Swanson, John August. Psalm 23, from Art in the Christian Tradition, a project of the Vanderbilt Divinity Library, Nashville, TN. https://diglib.library.vanderbilt.edu/act-imagelink.pl?RC=56560. Original source: Estate of John August Swanson, https://www.johnaugustswanson.com/.

Psalm 23; Acts 9:36-43

Scene:

This church, on a late January weekend evening. The sanctuary is absolutely packed. There are words, in English and Haitian Creole, there is beautiful music, including by our own Adolfo and Donna Lane. There are absolute mournful wails, which if you’ve ever heard, you will never forget. The deceased had nine biological children- 7 boys and two girls, but even that bounty of a family was not enough to explain the size of the crowd. She was also known as a “mother to her community”, who as an immigrant, helped other Haitian immigrants find their bearings and get their feet.

On that night, I said a brief prayer at the beginning of the service, but most of the night, I worked the soundboard. So mostly I got to be a witness.

I witnessed an outpouring of loss put to voice, of grief and sadness, of an empty hole in the heart of a community and a family. The sort of loss that is only possible when what it mourns was love.
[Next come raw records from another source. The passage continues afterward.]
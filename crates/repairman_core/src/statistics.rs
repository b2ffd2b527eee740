//! Time-weighted occupancy of system states.
//!
//! The system state is the number of *operational* machines (0..=c). The
//! broken-count view is derived from it and never accumulated on its own.

use bevy_ecs::prelude::Resource;
use serde::Serialize;

/// Cumulative simulated time spent at each operational count and each busy-repairman count.
#[derive(Debug, Clone, PartialEq, Resource)]
pub struct StateStatistics {
    time_by_operational: Vec<f64>,
    time_by_busy: Vec<f64>,
}

impl StateStatistics {
    pub fn new(machines: usize, repairmen: usize) -> Self {
        Self {
            time_by_operational: vec![0.0; machines + 1],
            time_by_busy: vec![0.0; repairmen + 1],
        }
    }

    /// Charge `elapsed` time to the state observed before the event.
    pub fn record(&mut self, operational: usize, busy: usize, elapsed: f64) {
        debug_assert!(elapsed >= 0.0, "simulation time must not run backwards");
        self.time_by_operational[operational] += elapsed;
        self.time_by_busy[busy] += elapsed;
    }

    pub fn time_in_state(&self, operational: usize) -> f64 {
        self.time_by_operational.get(operational).copied().unwrap_or(0.0)
    }

    pub fn time_with_busy(&self, busy: usize) -> f64 {
        self.time_by_busy.get(busy).copied().unwrap_or(0.0)
    }

    pub fn total_time(&self) -> f64 {
        self.time_by_operational.iter().sum()
    }

    /// Convert accumulated times into long-run fractions over `elapsed_time`.
    pub fn steady_state(&self, elapsed_time: f64) -> SteadyState {
        let fraction = |time: f64| {
            if elapsed_time > 0.0 {
                time / elapsed_time
            } else {
                0.0
            }
        };

        let operational: Vec<f64> = self
            .time_by_operational
            .iter()
            .map(|t| fraction(*t))
            .collect();
        let busy: Vec<f64> = self.time_by_busy.iter().map(|t| fraction(*t)).collect();

        let average_working = operational
            .iter()
            .enumerate()
            .map(|(state, p)| state as f64 * p)
            .sum();
        // Busy counts that never occurred are left out of the average.
        let average_busy = self
            .time_by_busy
            .iter()
            .zip(&busy)
            .enumerate()
            .filter(|(_, (time, _))| **time > 0.0)
            .map(|(count, (_, p))| count as f64 * p)
            .sum();

        SteadyState {
            operational,
            busy,
            average_working,
            average_busy,
        }
    }
}

/// Steady-state estimates derived from [StateStatistics].
#[derive(Debug, Clone, PartialEq, Serialize)]
pub struct SteadyState {
    /// `operational[n]` = fraction of time with exactly `n` machines running.
    pub operational: Vec<f64>,
    /// `busy[k]` = fraction of time with exactly `k` repairmen busy.
    pub busy: Vec<f64>,
    pub average_working: f64,
    pub average_busy: f64,
}

impl SteadyState {
    /// `broken()[n]` = fraction of time with exactly `n` machines broken.
    pub fn broken(&self) -> Vec<f64> {
        self.operational.iter().rev().copied().collect()
    }

    pub fn probability_sum(&self) -> f64 {
        self.operational.iter().sum()
    }
}

#[cfg(test)]
mod tests {
    use super::*;

    #[test]
    fn steady_state_weights_by_time() {
        let mut stats = StateStatistics::new(1, 1);
        stats.record(1, 0, 2.0);
        stats.record(0, 1, 1.0);

        assert_eq!(stats.total_time(), 3.0);
        let steady = stats.steady_state(3.0);
        assert!((steady.operational[1] - 2.0 / 3.0).abs() < 1e-12);
        assert!((steady.operational[0] - 1.0 / 3.0).abs() < 1e-12);
        assert!((steady.average_working - 2.0 / 3.0).abs() < 1e-12);
        assert!((steady.average_busy - 1.0 / 3.0).abs() < 1e-12);
        assert!((steady.probability_sum() - 1.0).abs() < 1e-12);
    }

    #[test]
    fn broken_view_is_reversed_operational_view() {
        let mut stats = StateStatistics::new(2, 1);
        stats.record(2, 0, 5.0);
        stats.record(1, 1, 3.0);
        stats.record(0, 1, 2.0);

        let steady = stats.steady_state(10.0);
        assert_eq!(steady.operational, vec![0.2, 0.3, 0.5]);
        assert_eq!(steady.broken(), vec![0.5, 0.3, 0.2]);
    }

    #[test]
    fn zero_elapsed_time_yields_zero_fractions() {
        let stats = StateStatistics::new(3, 2);
        let steady = stats.steady_state(0.0);
        assert!(steady.operational.iter().all(|p| *p == 0.0));
        assert_eq!(steady.average_busy, 0.0);
    }
}
//! Discrete-event simulation of the machine repairman problem.
//!
//! A fixed population of machines fails at exponential intervals and is
//! repaired, first-come first-served, by a fixed crew of repairmen. Machines
//! and repairmen are ECS entities; the clock, the waiting lines and the
//! statistics are world resources, so every run owns its own [bevy_ecs::prelude::World].

pub mod clock;
pub mod distributions;
pub mod ecs;
pub mod error;
pub mod profiling;
pub mod report;
pub mod runner;
pub mod scenario;
pub mod statistics;
pub mod systems;
pub mod telemetry;
#[cfg(any(test, feature = "test-helpers"))]
pub mod test_helpers;

pub use error::SimError;
pub use report::SimulationReport;
pub use runner::{run_simulation, run_simulation_with_variates};
pub use scenario::ScenarioParams;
I knew then that those who gathered: cousins and aunties, nieces and sons, business partners and neighbors- were her legacy of love.

Today, we will talk about our own legacies of love, of abundance, of a God who is faithful to us and wants us to change the world, one garment at a time.

In our second scripture reading, we have the story of Tabitha, also known as Dorcas. It’s a brief but powerful one, and like far too many women in the Bible, we know too little of her story. What we do know is that she was a follower of Jesus, and she dedicated her life to charity and good works. This meant that she was probably of some wealth or means to devote her time and labor to this- she may have been a wealthy widow or connected to a wealthy family in some way.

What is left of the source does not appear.